(Provided records begins)

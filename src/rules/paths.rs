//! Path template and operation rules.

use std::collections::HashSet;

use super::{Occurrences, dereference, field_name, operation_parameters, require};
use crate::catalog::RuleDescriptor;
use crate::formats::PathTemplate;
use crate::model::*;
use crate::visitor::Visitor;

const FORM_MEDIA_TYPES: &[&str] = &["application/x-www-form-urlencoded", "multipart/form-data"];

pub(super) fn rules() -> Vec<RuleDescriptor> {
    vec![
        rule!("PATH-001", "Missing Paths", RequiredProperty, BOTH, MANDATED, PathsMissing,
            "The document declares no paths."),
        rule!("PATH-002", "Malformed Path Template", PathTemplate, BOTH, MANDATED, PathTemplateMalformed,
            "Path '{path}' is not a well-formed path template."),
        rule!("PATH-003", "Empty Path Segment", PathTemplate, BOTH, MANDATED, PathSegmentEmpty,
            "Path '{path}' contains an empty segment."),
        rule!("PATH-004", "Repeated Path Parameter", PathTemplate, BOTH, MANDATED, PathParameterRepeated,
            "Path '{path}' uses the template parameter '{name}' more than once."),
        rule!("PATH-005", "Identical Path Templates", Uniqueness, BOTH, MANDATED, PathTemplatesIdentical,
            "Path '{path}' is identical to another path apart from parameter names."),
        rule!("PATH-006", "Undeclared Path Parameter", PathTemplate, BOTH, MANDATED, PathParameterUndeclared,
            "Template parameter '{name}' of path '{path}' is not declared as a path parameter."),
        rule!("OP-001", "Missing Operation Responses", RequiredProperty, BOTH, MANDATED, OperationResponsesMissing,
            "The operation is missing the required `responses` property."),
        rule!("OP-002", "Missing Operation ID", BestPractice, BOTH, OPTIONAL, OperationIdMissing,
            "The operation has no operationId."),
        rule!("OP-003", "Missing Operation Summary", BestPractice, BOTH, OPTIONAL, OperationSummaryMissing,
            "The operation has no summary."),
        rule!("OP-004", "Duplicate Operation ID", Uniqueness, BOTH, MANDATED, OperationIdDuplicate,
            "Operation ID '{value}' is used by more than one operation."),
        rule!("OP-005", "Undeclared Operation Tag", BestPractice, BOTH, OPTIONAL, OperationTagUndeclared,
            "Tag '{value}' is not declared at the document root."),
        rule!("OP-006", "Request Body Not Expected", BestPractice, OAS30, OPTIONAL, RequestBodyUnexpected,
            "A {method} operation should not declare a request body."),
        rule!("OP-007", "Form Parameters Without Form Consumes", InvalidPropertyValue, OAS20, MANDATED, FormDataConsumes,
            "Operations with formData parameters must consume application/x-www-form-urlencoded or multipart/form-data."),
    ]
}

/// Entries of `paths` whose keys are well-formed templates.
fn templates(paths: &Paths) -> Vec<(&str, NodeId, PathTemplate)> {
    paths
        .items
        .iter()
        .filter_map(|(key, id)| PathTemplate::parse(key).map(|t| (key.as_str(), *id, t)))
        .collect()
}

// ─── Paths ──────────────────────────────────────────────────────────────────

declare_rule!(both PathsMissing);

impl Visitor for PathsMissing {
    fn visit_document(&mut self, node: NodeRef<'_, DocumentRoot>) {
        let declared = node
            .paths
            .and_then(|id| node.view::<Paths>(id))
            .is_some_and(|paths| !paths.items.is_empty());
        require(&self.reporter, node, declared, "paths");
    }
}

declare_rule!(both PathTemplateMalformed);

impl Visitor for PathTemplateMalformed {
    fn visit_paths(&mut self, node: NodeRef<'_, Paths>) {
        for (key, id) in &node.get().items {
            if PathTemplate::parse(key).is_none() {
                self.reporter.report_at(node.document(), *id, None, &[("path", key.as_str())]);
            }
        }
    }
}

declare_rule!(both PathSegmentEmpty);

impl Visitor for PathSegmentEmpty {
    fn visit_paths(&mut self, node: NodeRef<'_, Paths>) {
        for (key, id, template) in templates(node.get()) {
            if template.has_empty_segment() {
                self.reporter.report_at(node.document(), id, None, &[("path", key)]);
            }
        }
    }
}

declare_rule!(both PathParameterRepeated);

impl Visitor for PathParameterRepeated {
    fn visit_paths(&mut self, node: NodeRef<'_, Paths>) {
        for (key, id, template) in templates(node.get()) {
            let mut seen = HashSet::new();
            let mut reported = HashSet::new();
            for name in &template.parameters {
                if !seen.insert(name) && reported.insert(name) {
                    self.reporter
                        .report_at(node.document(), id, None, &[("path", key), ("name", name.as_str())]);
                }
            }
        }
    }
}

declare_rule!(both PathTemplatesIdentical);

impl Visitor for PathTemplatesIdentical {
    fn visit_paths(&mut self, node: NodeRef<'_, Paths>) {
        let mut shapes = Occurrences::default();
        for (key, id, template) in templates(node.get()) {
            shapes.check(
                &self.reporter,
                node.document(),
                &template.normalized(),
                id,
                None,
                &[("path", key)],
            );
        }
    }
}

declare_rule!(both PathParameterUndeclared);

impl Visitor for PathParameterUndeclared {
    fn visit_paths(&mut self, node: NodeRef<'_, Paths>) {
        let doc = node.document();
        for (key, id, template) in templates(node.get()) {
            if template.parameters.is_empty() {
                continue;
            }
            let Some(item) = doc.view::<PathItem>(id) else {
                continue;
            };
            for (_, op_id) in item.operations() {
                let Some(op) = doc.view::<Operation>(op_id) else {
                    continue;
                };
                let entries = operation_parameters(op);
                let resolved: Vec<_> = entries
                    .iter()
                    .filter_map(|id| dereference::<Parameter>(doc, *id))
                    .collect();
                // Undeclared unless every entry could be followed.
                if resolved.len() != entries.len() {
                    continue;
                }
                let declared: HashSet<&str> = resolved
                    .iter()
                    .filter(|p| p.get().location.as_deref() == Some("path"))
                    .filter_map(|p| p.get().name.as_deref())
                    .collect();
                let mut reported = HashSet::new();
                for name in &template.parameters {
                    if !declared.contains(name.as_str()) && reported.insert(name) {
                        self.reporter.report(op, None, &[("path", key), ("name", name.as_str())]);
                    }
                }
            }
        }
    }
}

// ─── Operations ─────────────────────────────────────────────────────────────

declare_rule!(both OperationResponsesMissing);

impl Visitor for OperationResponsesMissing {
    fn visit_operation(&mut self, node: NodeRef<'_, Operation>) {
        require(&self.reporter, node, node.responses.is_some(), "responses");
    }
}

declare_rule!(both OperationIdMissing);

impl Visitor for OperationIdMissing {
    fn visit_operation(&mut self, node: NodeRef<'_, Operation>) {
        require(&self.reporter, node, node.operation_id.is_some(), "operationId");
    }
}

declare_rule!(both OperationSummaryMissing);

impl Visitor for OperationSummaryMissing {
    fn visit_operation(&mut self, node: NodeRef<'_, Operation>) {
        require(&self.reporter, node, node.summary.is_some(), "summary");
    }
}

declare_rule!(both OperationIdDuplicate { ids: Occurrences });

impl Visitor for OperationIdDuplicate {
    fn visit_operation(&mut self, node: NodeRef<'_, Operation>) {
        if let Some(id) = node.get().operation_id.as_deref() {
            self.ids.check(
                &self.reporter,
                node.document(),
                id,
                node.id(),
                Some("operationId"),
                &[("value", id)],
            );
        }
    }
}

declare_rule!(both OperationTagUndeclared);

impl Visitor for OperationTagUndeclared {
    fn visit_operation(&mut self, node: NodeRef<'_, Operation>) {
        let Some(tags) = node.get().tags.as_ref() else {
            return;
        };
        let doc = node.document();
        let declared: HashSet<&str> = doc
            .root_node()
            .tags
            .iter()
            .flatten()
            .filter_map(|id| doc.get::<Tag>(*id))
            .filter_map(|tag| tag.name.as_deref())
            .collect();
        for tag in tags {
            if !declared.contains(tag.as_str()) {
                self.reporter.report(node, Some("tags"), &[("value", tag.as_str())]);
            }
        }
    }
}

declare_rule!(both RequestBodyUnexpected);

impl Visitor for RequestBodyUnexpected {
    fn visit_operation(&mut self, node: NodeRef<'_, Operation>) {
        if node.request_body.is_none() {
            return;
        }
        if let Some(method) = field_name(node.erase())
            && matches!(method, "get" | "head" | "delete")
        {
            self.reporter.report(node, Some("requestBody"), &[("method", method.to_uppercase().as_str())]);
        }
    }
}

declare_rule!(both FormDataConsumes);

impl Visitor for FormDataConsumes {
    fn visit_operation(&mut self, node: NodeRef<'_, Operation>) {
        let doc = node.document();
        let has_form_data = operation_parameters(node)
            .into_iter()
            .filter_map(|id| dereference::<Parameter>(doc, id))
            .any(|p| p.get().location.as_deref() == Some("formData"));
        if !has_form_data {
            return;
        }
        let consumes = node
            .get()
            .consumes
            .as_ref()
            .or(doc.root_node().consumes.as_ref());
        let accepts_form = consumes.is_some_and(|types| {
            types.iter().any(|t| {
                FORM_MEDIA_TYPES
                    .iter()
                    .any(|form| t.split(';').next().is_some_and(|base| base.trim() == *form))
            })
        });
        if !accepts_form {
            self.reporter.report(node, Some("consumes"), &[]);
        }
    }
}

(Provided records ends)

• [Task statement]
Gather every line from the entries above where the word "OperationIdMissing" appears, and copy them.

• [Expected answer]
        rule!("OP-002", "Missing Operation ID", BestPractice, BOTH, OPTIONAL, OperationIdMissing,
declare_rule!(both OperationIdMissing);
impl Visitor for OperationIdMissing {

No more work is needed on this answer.